What is Obama's Mideast Foreign Policy?

Embassy attacks inspire new criticism of Obama's Handling of Egypt, Libya

ByABC News
September 13, 2012, 9:35 PM

Sept. 14, 2012 -- In the popular telling, the story begins with a vegetable vendor in Tunisia. On Dec. 17, 2010, 26-year old Mohamed Bouazizi, for years harassed and humiliated by corrupt local authorities, set himself on fire in a front of a provincial government office four hours south of the seaside capital, Tunis. Bouazizi died 18 days later, but in his ultimate, defiant act, had successfully incited what we now call the Arab Spring.

Within the American foreign policy community, President Obama's response to the revolutionary wave that followed has drawn mixed reviews. Breaking up mostly down party lines, even the sharpest criticism has largely failed to pull domestic attention away from a bumbling jobs market and this increasingly boisterous election season.

But the skeptics are growing louder now as attention returns to the region following a string of high-profile attacks on the U.S. embassies in Egypt and Libya, and the deaths of four Americans, including Ambassador Chris Stevens, inside the consulate in Benghazi.
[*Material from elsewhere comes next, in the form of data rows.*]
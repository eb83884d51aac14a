//! Engine integration against the null backend.

use rocl_backend_null::{AdapterOptions, Backend as Null, Instance};
use rocl_engine::{DeviceResources, DeviceShared, EngineOptions, ImmediateContext};
use rocl_hal::{Adapter as _, HeapKind, Instance as _};

use std::sync::Arc;

fn open(options: AdapterOptions) -> (Arc<DeviceShared<Null>>, Arc<rocl_backend_null::Adapter>) {
    let instance = Instance::new(vec![options]);
    let adapter = Arc::new(instance.enumerate_adapters().remove(0));
    let gpu = adapter.open().unwrap();
    let shared = Arc::new(DeviceShared {
        device: gpu.device,
        queue: gpu.queue,
        adapter: Arc::clone(&adapter),
        limits: adapter.limits(),
    });
    (shared, adapter)
}

fn context(options: AdapterOptions) -> ImmediateContext<Null> {
    let (shared, _) = open(options);
    let resources = Arc::new(DeviceResources::new(shared, EngineOptions::default()));
    ImmediateContext::new(resources).unwrap()
}

#[test]
fn upload_copy_readback_round_trip() {
    let mut ctx = context(AdapterOptions::default());
    let buffer = ctx.resources.create_buffer(64, false).unwrap();

    let data: Vec<u8> = (0..64).collect();
    ctx.upload_to_buffer(&buffer, 0, &data).unwrap();
    let staging = ctx.copy_to_readback(&buffer, 0, 64).unwrap();
    ctx.wait_for_completion().unwrap();

    assert_eq!(ctx.read_staging(&staging).unwrap(), data);
    ctx.resources.destroy_buffer(staging);
    ctx.resources.destroy_buffer(buffer);
}

#[test]
fn fill_writes_the_pattern() {
    let mut ctx = context(AdapterOptions::default());
    let buffer = ctx.resources.create_buffer(16, false).unwrap();
    ctx.fill_buffer(&buffer, 0, 16, &[0xab, 0xcd]).unwrap();
    let staging = ctx.copy_to_readback(&buffer, 0, 16).unwrap();
    ctx.wait_for_completion().unwrap();
    let bytes = ctx.read_staging(&staging).unwrap();
    assert!(bytes.chunks_exact(2).all(|c| c == [0xab, 0xcd]));
    ctx.resources.destroy_buffer(staging);
    ctx.resources.destroy_buffer(buffer);
}

#[test]
fn deferred_deletion_waits_for_the_fence() {
    let mut ctx = context(AdapterOptions::default());
    let buffer = ctx.resources.create_buffer(64, false).unwrap();
    ctx.upload_to_buffer(&buffer, 0, &[1u8; 64]).unwrap();
    ctx.resources.destroy_buffer(buffer);

    // The copy is still in the open command list; nothing can be freed
    // yet. After the flush and wait, the trim pass drains it.
    ctx.wait_for_completion().unwrap();
    ctx.resources.drain_deferred();
}

#[test]
fn staging_blocks_come_from_the_pool() {
    let mut ctx = context(AdapterOptions::default());
    let a = ctx
        .resources
        .allocate_staging(HeapKind::Upload, 4096, false)
        .unwrap();
    let b = ctx
        .resources
        .allocate_staging(HeapKind::Upload, 4096, false)
        .unwrap();
    // Pooled blocks share one heap allocation at different offsets.
    assert!(std::ptr::eq(a.memory() as *const _, b.memory() as *const _));
    assert_ne!(a.offset(), b.offset());

    // Over-threshold requests get dedicated memory.
    let big = ctx
        .resources
        .allocate_staging(HeapKind::Upload, 64 * 1024 * 1024, false)
        .unwrap();
    assert!(!std::ptr::eq(a.memory() as *const _, big.memory() as *const _));

    ctx.resources.destroy_buffer(a);
    ctx.resources.destroy_buffer(b);
    ctx.resources.destroy_buffer(big);
    ctx.wait_for_completion().unwrap();
    ctx.resources.drain_deferred();
}

#[test]
fn residency_tracks_and_survives_submissions() {
    // A tight budget with everything still fitting.
    let mut options = AdapterOptions::default();
    options.budget = 1 << 20;
    let mut ctx = context(options);

    let buffer = ctx.resources.create_buffer(1024, false).unwrap();
    ctx.upload_to_buffer(&buffer, 0, &[7u8; 1024]).unwrap();
    ctx.wait_for_completion().unwrap();

    let staging = ctx.copy_to_readback(&buffer, 0, 1024).unwrap();
    ctx.wait_for_completion().unwrap();
    assert_eq!(ctx.read_staging(&staging).unwrap(), vec![7u8; 1024]);

    ctx.resources.destroy_buffer(staging);
    ctx.resources.destroy_buffer(buffer);
}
His critics say President Obama has been too passive, too willing to see the moderates who drove the Arab Spring – from Egypt, to Libya and certainly in Syria, where an estimated 30,000 have died in a de facto civil war – die for their cause or else be subsumed by Islamist groups who've stepped into the post-revolutionary breach.

In the place of a cohesive strategy or "doctrine" to guide his response, they say, the president has created a vacuum that pulls in the region's most destructive forces.

U.S. actions in the region have appeared "very ad hoc," Richard Grenell, a former spokesman for U.S. ambassadors to the United Nations, tells ABC News. "It's a new day and a day the Obama administration failed to realize."

Briefly employed by the Romney campaign, Grenell backed the candidate's decision to move quickly in condemning the president's response to the initial violence in Cairo and Benghazi, which Liz Cheney, the outspoken daughter of former vice president Dick Cheney, called the "logical outcome of three-and-a-half years of Obama foreign policy."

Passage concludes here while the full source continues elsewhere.